Submitted to: Phytopathology
Publication Type: Peer Reviewed Journal
Publication Acceptance Date: 8/1/2001
Publication Date: N/A
Citation: N/A Interpretive Summary: Losses from fruit decay caused by molds after harvest can be significant at the producer and consumer levels. Fungicides have been used to reduce fruit decays, but development of resistance in molds, lack of effective replacement fungicides, and public demand to reduce pesticides necessitate development of alternative control methods. During the last decade, biological control of postharvest decays emerged as the most effective alternative. We found that yeast Metschnikowia pulcherrima, that naturally occurs on apple, can reduce blue-mold decay of apples very efficiently and has excellent commercial potential because it grows rapidly at low storage temperatures and is compatible with postharvest practices, especially those in the Central and Eastern United States. This beneficial yeast is a common inhabitant of apple and many other fruits. It is also an integral part in wine making, which will make it easily acceptable for treating consumable products and further increase its chances of development into a commercial product.
Technical Abstract: Eight strains of yeast Metschnikowia pulcherrima isolated over a 4-year period from an unmanaged orchard and selected for their biocontrol activity against blue mold (caused by Penicillium expansum) of apples were characterized phenotypically, genetically, and for their biocontrol potential against blue mold on apples. All strains grew well and differ slightly in their growth in NYDB medium at 1 deg C, but large differences occurred at O deg c with strain T5-A2 outgrowing other strains. This strain was also one of the most resistant to diphenylamine, an antioxidant used to dip apples after harvest. All strains required biotin for growth in minimum salt medium (MS). None of the strains produced killer toxins. Analysis of a Biolog data from YT plates for all eight strains using MLCLUST program resulted in separation of the strain to one major cluster containing four strains and four scattered strains from which strain ST1-D10 was most distant from all other strains.
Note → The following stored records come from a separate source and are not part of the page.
//! Background simulation thread
//!
//! Moves every sprite one step per tick while the render loop draws. The
//! thread only ever takes the sprite manager's read lock and one sprite lock
//! at a time, so it never contends with the batcher for longer than a single
//! sprite update.

use std::sync::atomic::{AtomicBool, Ordering};
use std::sync::Arc;
use std::thread::JoinHandle;

use sprite_engine::foundation::time::Ticker;
use sprite_engine::scene::SpriteManager;

/// Handle to a running simulation thread
pub struct Simulation {
    stop: Arc<AtomicBool>,
    handle: Option<JoinHandle<u64>>,
}

impl Simulation {
    /// Start ticking `manager` on a new thread
    pub fn spawn(manager: Arc<SpriteManager>) -> std::io::Result<Self> {
        let stop = Arc::new(AtomicBool::new(false));
        let interval = manager.world().tick_interval();

        let handle = std::thread::Builder::new().name("simulation".into()).spawn({
            let stop = Arc::clone(&stop);
            move || {
                let mut ticker = Ticker::new(interval);
                let mut ticks = 0u64;
                while !stop.load(Ordering::Acquire) {
                    let moved = manager.update();
                    log::trace!("Tick {ticks}: {moved} sprites moved");
                    ticks += 1;
                    ticker.wait();
                }
                ticks
            }
        })?;

        log::info!("Simulation running every {:?}", interval);
        Ok(Self { stop, handle: Some(handle) })
    }

    /// Signal the thread to stop and wait for it; returns the ticks it ran
    pub fn stop(&mut self) -> u64 {
        self.stop.store(true, Ordering::Release);
        match self.handle.take().map(JoinHandle::join) {
            Some(Ok(ticks)) => ticks,
            Some(Err(_)) => {
                log::error!("Simulation thread panicked");
                0
            }
            None => 0,
        }
    }
}

impl Drop for Simulation {
    fn drop(&mut self) {
        if self.handle.is_some() {
            self.stop();
        }
    }
}
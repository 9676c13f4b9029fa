//! # Core Engine Module
//!
//! Shared configuration types used by the engine runner and the sprite layer.
//!
//! ## Organization
//!
//! - **Config**: Engine behaviour and simulated world settings
//! - **Foundation**: Low-level utilities (math, time, logging)

pub mod config;

// Re-export foundation modules for convenience
pub use crate::foundation;

// Re-export commonly used config types
pub use config::{
    ApplicationConfig,
    EngineConfig,
    WorldConfig,
    Config,
    ConfigError,
};
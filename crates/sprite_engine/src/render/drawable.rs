//! Per-sprite render state
//!
//! A [`Drawable`] is the cached render side of one entity: the program and
//! texture it is batched under, its color, and the matrices derived from its
//! [`Transforms`]. The entity owns both; the batcher reaches them through the
//! [`Renderable`] trait while holding the entity's lock.
//!
//! ## Recompute
//!
//! During a draw each transform flag is consumed independently:
//!
//! - position changed: rebuild the translation matrix
//! - rotation changed: rebuild the orientation quaternion
//! - scale changed: rebuild the scale matrix
//!
//! If any of those fired, the record was flagged, or the camera moved, the
//! model matrix becomes `T * R * S` and the MVP becomes `VP * model`.

use bitflags::bitflags;

use crate::foundation::math::{utils, Mat4, Quat};
use crate::render::device::{ProgramHandle, TextureHandle};
use crate::scene::transform::Transforms;

bitflags! {
    /// What a recompute consumed
    #[derive(Debug, Clone, Copy, PartialEq, Eq)]
    pub struct DirtyFlags: u8 {
        /// Translation matrix rebuilt
        const POSITION = 1 << 0;
        /// Orientation rebuilt
        const ROTATION = 1 << 1;
        /// Scale matrix rebuilt
        const SCALE = 1 << 2;
        /// Model and MVP matrices rebuilt
        const MATRICES = 1 << 3;
    }
}

/// Cached render state of one entity
#[derive(Debug, Clone, PartialEq)]
pub struct Drawable {
    program: ProgramHandle,
    texture: TextureHandle,
    color: [f32; 4],
    translation_matrix: Mat4,
    scale_matrix: Mat4,
    orientation: Quat,
    model_matrix: Mat4,
    mvp_matrix: Mat4,
    state_changed: bool,
    registered: bool,
}

impl Default for Drawable {
    fn default() -> Self {
        Self {
            program: ProgramHandle::NONE,
            texture: TextureHandle::NONE,
            color: [1.0, 1.0, 1.0, 1.0],
            translation_matrix: Mat4::identity(),
            scale_matrix: Mat4::identity(),
            orientation: Quat::identity(),
            model_matrix: Mat4::identity(),
            mvp_matrix: Mat4::identity(),
            state_changed: true,
            registered: false,
        }
    }
}

impl Drawable {
    /// Fresh record, white and flagged for recompute
    pub fn new() -> Self {
        Self::default()
    }

    /// Program this record is batched under
    pub fn program(&self) -> ProgramHandle {
        self.program
    }

    /// Texture this record is batched under
    pub fn texture(&self) -> TextureHandle {
        self.texture
    }

    /// RGBA tint
    pub fn color(&self) -> [f32; 4] {
        self.color
    }

    /// Set the RGBA tint; uploaded with every draw, so matrices stay cached
    pub fn set_color(&mut self, color: [f32; 4]) {
        self.color = color;
    }

    /// Translation matrix from the last recompute
    pub fn translation_matrix(&self) -> &Mat4 {
        &self.translation_matrix
    }

    /// Scale matrix from the last recompute
    pub fn scale_matrix(&self) -> &Mat4 {
        &self.scale_matrix
    }

    /// Orientation from the last recompute
    pub fn orientation(&self) -> &Quat {
        &self.orientation
    }

    /// Model matrix from the last recompute
    pub fn model_matrix(&self) -> &Mat4 {
        &self.model_matrix
    }

    /// Model-view-projection matrix from the last recompute
    pub fn mvp_matrix(&self) -> &Mat4 {
        &self.mvp_matrix
    }

    /// Flag the record for a full matrix rebuild on the next draw
    pub fn mark_changed(&mut self) {
        self.state_changed = true;
    }

    /// Whether the record or any of `transforms` needs recomputing
    pub fn state_changed(&self, transforms: &Transforms) -> bool {
        self.state_changed || transforms.any_changed()
    }

    /// Whether a batcher currently holds this record
    pub fn is_registered(&self) -> bool {
        self.registered
    }

    pub(crate) fn attach(&mut self, program: ProgramHandle, texture: TextureHandle) {
        self.program = program;
        self.texture = texture;
        self.registered = true;
        self.state_changed = true;
    }

    pub(crate) fn detach(&mut self) {
        self.registered = false;
    }

    /// Bring the cached matrices up to date
    ///
    /// `view_projection` is the camera's `P * V` for this frame and
    /// `camera_stale` says whether it differs from the one used last time.
    /// Every transform flag and the record flag are clear afterwards.
    pub fn refresh(&mut self, transforms: &mut Transforms, view_projection: &Mat4, camera_stale: bool) -> DirtyFlags {
        let mut dirty = DirtyFlags::empty();

        if let Some(position) = transforms.position.consume() {
            self.translation_matrix = Mat4::new_translation(&position);
            dirty |= DirtyFlags::POSITION;
        }
        if let Some(rotation) = transforms.rotation.consume() {
            self.orientation = utils::euler_degrees_to_quat(&rotation);
            dirty |= DirtyFlags::ROTATION;
        }
        if let Some(scale) = transforms.scale.consume() {
            self.scale_matrix = Mat4::new_nonuniform_scaling(&scale);
            dirty |= DirtyFlags::SCALE;
        }

        if !dirty.is_empty() || self.state_changed || camera_stale {
            self.model_matrix = self.translation_matrix * self.orientation.to_homogeneous() * self.scale_matrix;
            self.mvp_matrix = view_projection * self.model_matrix;
            dirty |= DirtyFlags::MATRICES;
        }

        self.state_changed = false;
        dirty
    }
}

/// Anything the batcher can draw
///
/// Implementors split themselves into their transforms and their cached
/// render state so both can be borrowed mutably at once.
pub trait Renderable: Send + 'static {
    /// Transforms and render record, borrowed together
    fn render_parts(&mut self) -> (&mut Transforms, &mut Drawable);

    /// Render record
    fn drawable(&self) -> &Drawable;
}

/// Minimal [`Renderable`]: transforms plus a record and nothing else
#[derive(Debug, Clone, Default, PartialEq)]
pub struct DrawableObject {
    /// Position, rotation and scale
    pub transforms: Transforms,
    /// Render record
    pub drawable: Drawable,
}

impl DrawableObject {
    /// Object with the given transforms
    pub fn new(transforms: Transforms) -> Self {
        Self { transforms, drawable: Drawable::new() }
    }
}

impl Renderable for DrawableObject {
    fn render_parts(&mut self) -> (&mut Transforms, &mut Drawable) {
        (&mut self.transforms, &mut self.drawable)
    }

    fn drawable(&self) -> &Drawable {
        &self.drawable
    }
}

#[cfg(test)]
mod tests {
    use super::*;
    use crate::foundation::math::{Vec3, Vec4};
    use approx::assert_relative_eq;

    fn settled(object: &mut DrawableObject) {
        object.drawable.refresh(&mut object.transforms, &Mat4::identity(), false);
    }

    #[test]
    fn test_defaults() {
        let drawable = Drawable::new();
        assert_eq!(drawable.color(), [1.0, 1.0, 1.0, 1.0]);
        assert!(!drawable.program().is_valid());
        assert!(!drawable.is_registered());
        assert_eq!(*drawable.mvp_matrix(), Mat4::identity());
    }

    #[test]
    fn test_refresh_builds_trs_model() {
        let mut object = DrawableObject::new(Transforms::new(Vec3::new(10.0, 20.0, 0.0), Vec3::new(2.0, 3.0, 1.0)));
        object.transforms.rotation.set(Vec3::new(0.0, 0.0, 90.0));

        let dirty = object.drawable.refresh(&mut object.transforms, &Mat4::identity(), false);
        assert!(dirty.contains(DirtyFlags::POSITION | DirtyFlags::ROTATION | DirtyFlags::SCALE | DirtyFlags::MATRICES));

        // Unit x is scaled to 2, rotated onto +y, then translated
        let corner = object.drawable.model_matrix() * Vec4::new(1.0, 0.0, 0.0, 1.0);
        assert_relative_eq!(corner.x, 10.0, epsilon = 1e-4);
        assert_relative_eq!(corner.y, 22.0, epsilon = 1e-4);
    }

    #[test]
    fn test_refresh_only_rebuilds_changed_parts() {
        let mut object = DrawableObject::default();
        settled(&mut object);
        let scale_before = *object.drawable.scale_matrix();

        object.transforms.position.set(Vec3::new(5.0, 0.0, 0.0));
        let dirty = object.drawable.refresh(&mut object.transforms, &Mat4::identity(), false);

        assert_eq!(dirty, DirtyFlags::POSITION | DirtyFlags::MATRICES);
        assert_eq!(*object.drawable.scale_matrix(), scale_before);
        assert_relative_eq!(object.drawable.model_matrix()[(0, 3)], 5.0);
    }

    #[test]
    fn test_refresh_is_noop_when_clean() {
        let mut object = DrawableObject::new(Transforms::new(Vec3::new(1.0, 2.0, 0.0), Vec3::new(1.0, 1.0, 1.0)));
        settled(&mut object);
        let mvp = *object.drawable.mvp_matrix();

        let other_vp = Mat4::new_scaling(4.0);
        let dirty = object.drawable.refresh(&mut object.transforms, &other_vp, false);

        assert!(dirty.is_empty());
        assert_eq!(*object.drawable.mvp_matrix(), mvp);
    }

    #[test]
    fn test_stale_camera_rebuilds_mvp() {
        let mut object = DrawableObject::default();
        settled(&mut object);

        let view_projection = Mat4::new_scaling(2.0);
        let dirty = object.drawable.refresh(&mut object.transforms, &view_projection, true);

        assert_eq!(dirty, DirtyFlags::MATRICES);
        assert_eq!(*object.drawable.mvp_matrix(), view_projection * object.drawable.model_matrix());
    }

    #[test]
    fn test_state_changed_follows_transform_flags() {
        let mut object = DrawableObject::default();
        settled(&mut object);
        assert!(!object.drawable.state_changed(&object.transforms));

        object.transforms.scale.update(|s| s.x = 3.0);
        assert!(object.drawable.state_changed(&object.transforms));

        settled(&mut object);
        assert!(!object.drawable.state_changed(&object.transforms));
    }

    #[test]
    fn test_recolor_keeps_matrices() {
        let mut object = DrawableObject::default();
        settled(&mut object);

        object.drawable.set_color([1.0, 0.0, 0.0, 1.0]);
        assert!(!object.drawable.state_changed(&object.transforms));

        let dirty = object.drawable.refresh(&mut object.transforms, &Mat4::identity(), false);
        assert!(dirty.is_empty());
        assert_eq!(object.drawable.color(), [1.0, 0.0, 0.0, 1.0]);
    }
}
mod error;
mod lvmeteo;
mod normalize;
mod query;
mod reshape;
mod transport;
mod types;

pub use error::LvMeteoError;
pub use lvmeteo::*;

pub use query::builder::{ensure_sql, select_all_sql, QuerySpec};
pub use query::error::ValidationError;

pub use transport::error::ApiError;
pub use transport::{
    CurlTransport, HttpTransport, SqlTransport, Transport, TransportOptions,
    DEFAULT_PROCESS_TIMEOUT, DEFAULT_TIMEOUT,
};

pub use normalize::coerce::{coerce_numeric, coerce_text, coerce_timestamp};
pub use normalize::normalizer::records_to_table;
pub use reshape::pivot::pivot_series;

pub use types::datetime_input::DateTimeInput;
pub use types::envelope::{FieldMeta, FieldType, ResponseEnvelope, ResultSet, Row};
pub use types::field_map::FieldMap;
pub use types::into_utc_trait::IntoUtcDateTime;
pub use types::observer::{LogObserver, PipelineObserver, PipelineWarning, RecordingObserver};
pub use types::pivoted_table::{Observation, PivotedTable, SeriesKey, SeriesTable, DATE_COLUMN};
pub use types::resources::{MeteoTable, ResourceId, API_BASE_URL};
pub use types::selection::Selection;
pub use types::typed_table::TypedTable;
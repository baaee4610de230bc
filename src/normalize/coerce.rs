//! Per-cell coercion of raw JSON values into the declared column type.
//!
//! None of these functions fail: a value that does not fit the target type
//! becomes `None`, which ends up as a null in the frame.

use crate::types::datetime_input::parse_timestamp;
use crate::types::envelope::FieldType;
use chrono::NaiveDateTime;
use polars::prelude::{Column, DataType, NamedFrom, PolarsResult, Series, TimeUnit};
use serde_json::Value;

pub fn coerce_text(value: &Value) -> Option<String> {
    match value {
        Value::Null => None,
        Value::String(s) => Some(s.clone()),
        Value::Bool(b) => Some(b.to_string()),
        Value::Number(n) => Some(n.to_string()),
        other => Some(other.to_string()),
    }
}

pub fn coerce_numeric(value: &Value) -> Option<f64> {
    let number = match value {
        Value::Number(n) => n.as_f64(),
        Value::String(s) => s.trim().parse::<f64>().ok(),
        _ => None,
    };
    number.filter(|v| !v.is_nan())
}

/// UTC wall-clock time of a timestamp cell.
pub fn coerce_timestamp(value: &Value) -> Option<NaiveDateTime> {
    match value {
        Value::String(s) => parse_timestamp(s),
        _ => None,
    }
}

/// Builds a typed Polars column from the raw cells of one response column.
///
/// `None` cells stand for keys absent from a record.
pub(crate) fn typed_column<'a, I>(name: &str, field_type: FieldType, cells: I) -> PolarsResult<Column>
where
    I: Iterator<Item = Option<&'a Value>>,
{
    let series = match field_type {
        FieldType::Numeric => {
            let values: Vec<Option<f64>> = cells.map(|c| c.and_then(coerce_numeric)).collect();
            Series::new(name.into(), values)
        }
        FieldType::Timestamp => {
            let millis: Vec<Option<i64>> = cells
                .map(|c| {
                    c.and_then(coerce_timestamp)
                        .map(|dt| dt.and_utc().timestamp_millis())
                })
                .collect();
            Series::new(name.into(), millis)
                .cast(&DataType::Datetime(TimeUnit::Milliseconds, None))?
        }
        FieldType::Text | FieldType::Unknown => {
            let values: Vec<Option<String>> = cells.map(|c| c.and_then(coerce_text)).collect();
            Series::new(name.into(), values)
        }
    };
    Ok(Column::from(series))
}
Genetic differentiation of the eight strains using maximum parsimony analysis of partial sequences of D1/D2 domain of nuclear large subunit (26S) ribosomal DNA resulted in two major branches separated by 5 nucleotide changes. Strain ST1-D10 grouped with the type strain of M. pulcherrima but remaining seven strains grouped separately, which suggest that they may comprise a new species. This separation was confirmed by bootstrap analysis with frequency of 77% & 68% for the two branches, respectively. All strains significantly reduced blue mold on very susceptible, mature Golden Delicious apple during 1 month storage at 1 deg C followed by 7 days at room temperature, but strains T5- A2 & T4-A2 were distinctly more effective. Strain T5-A2 was also most effective in tests on harvest-mature apples stored for 3 months at 1 deg C.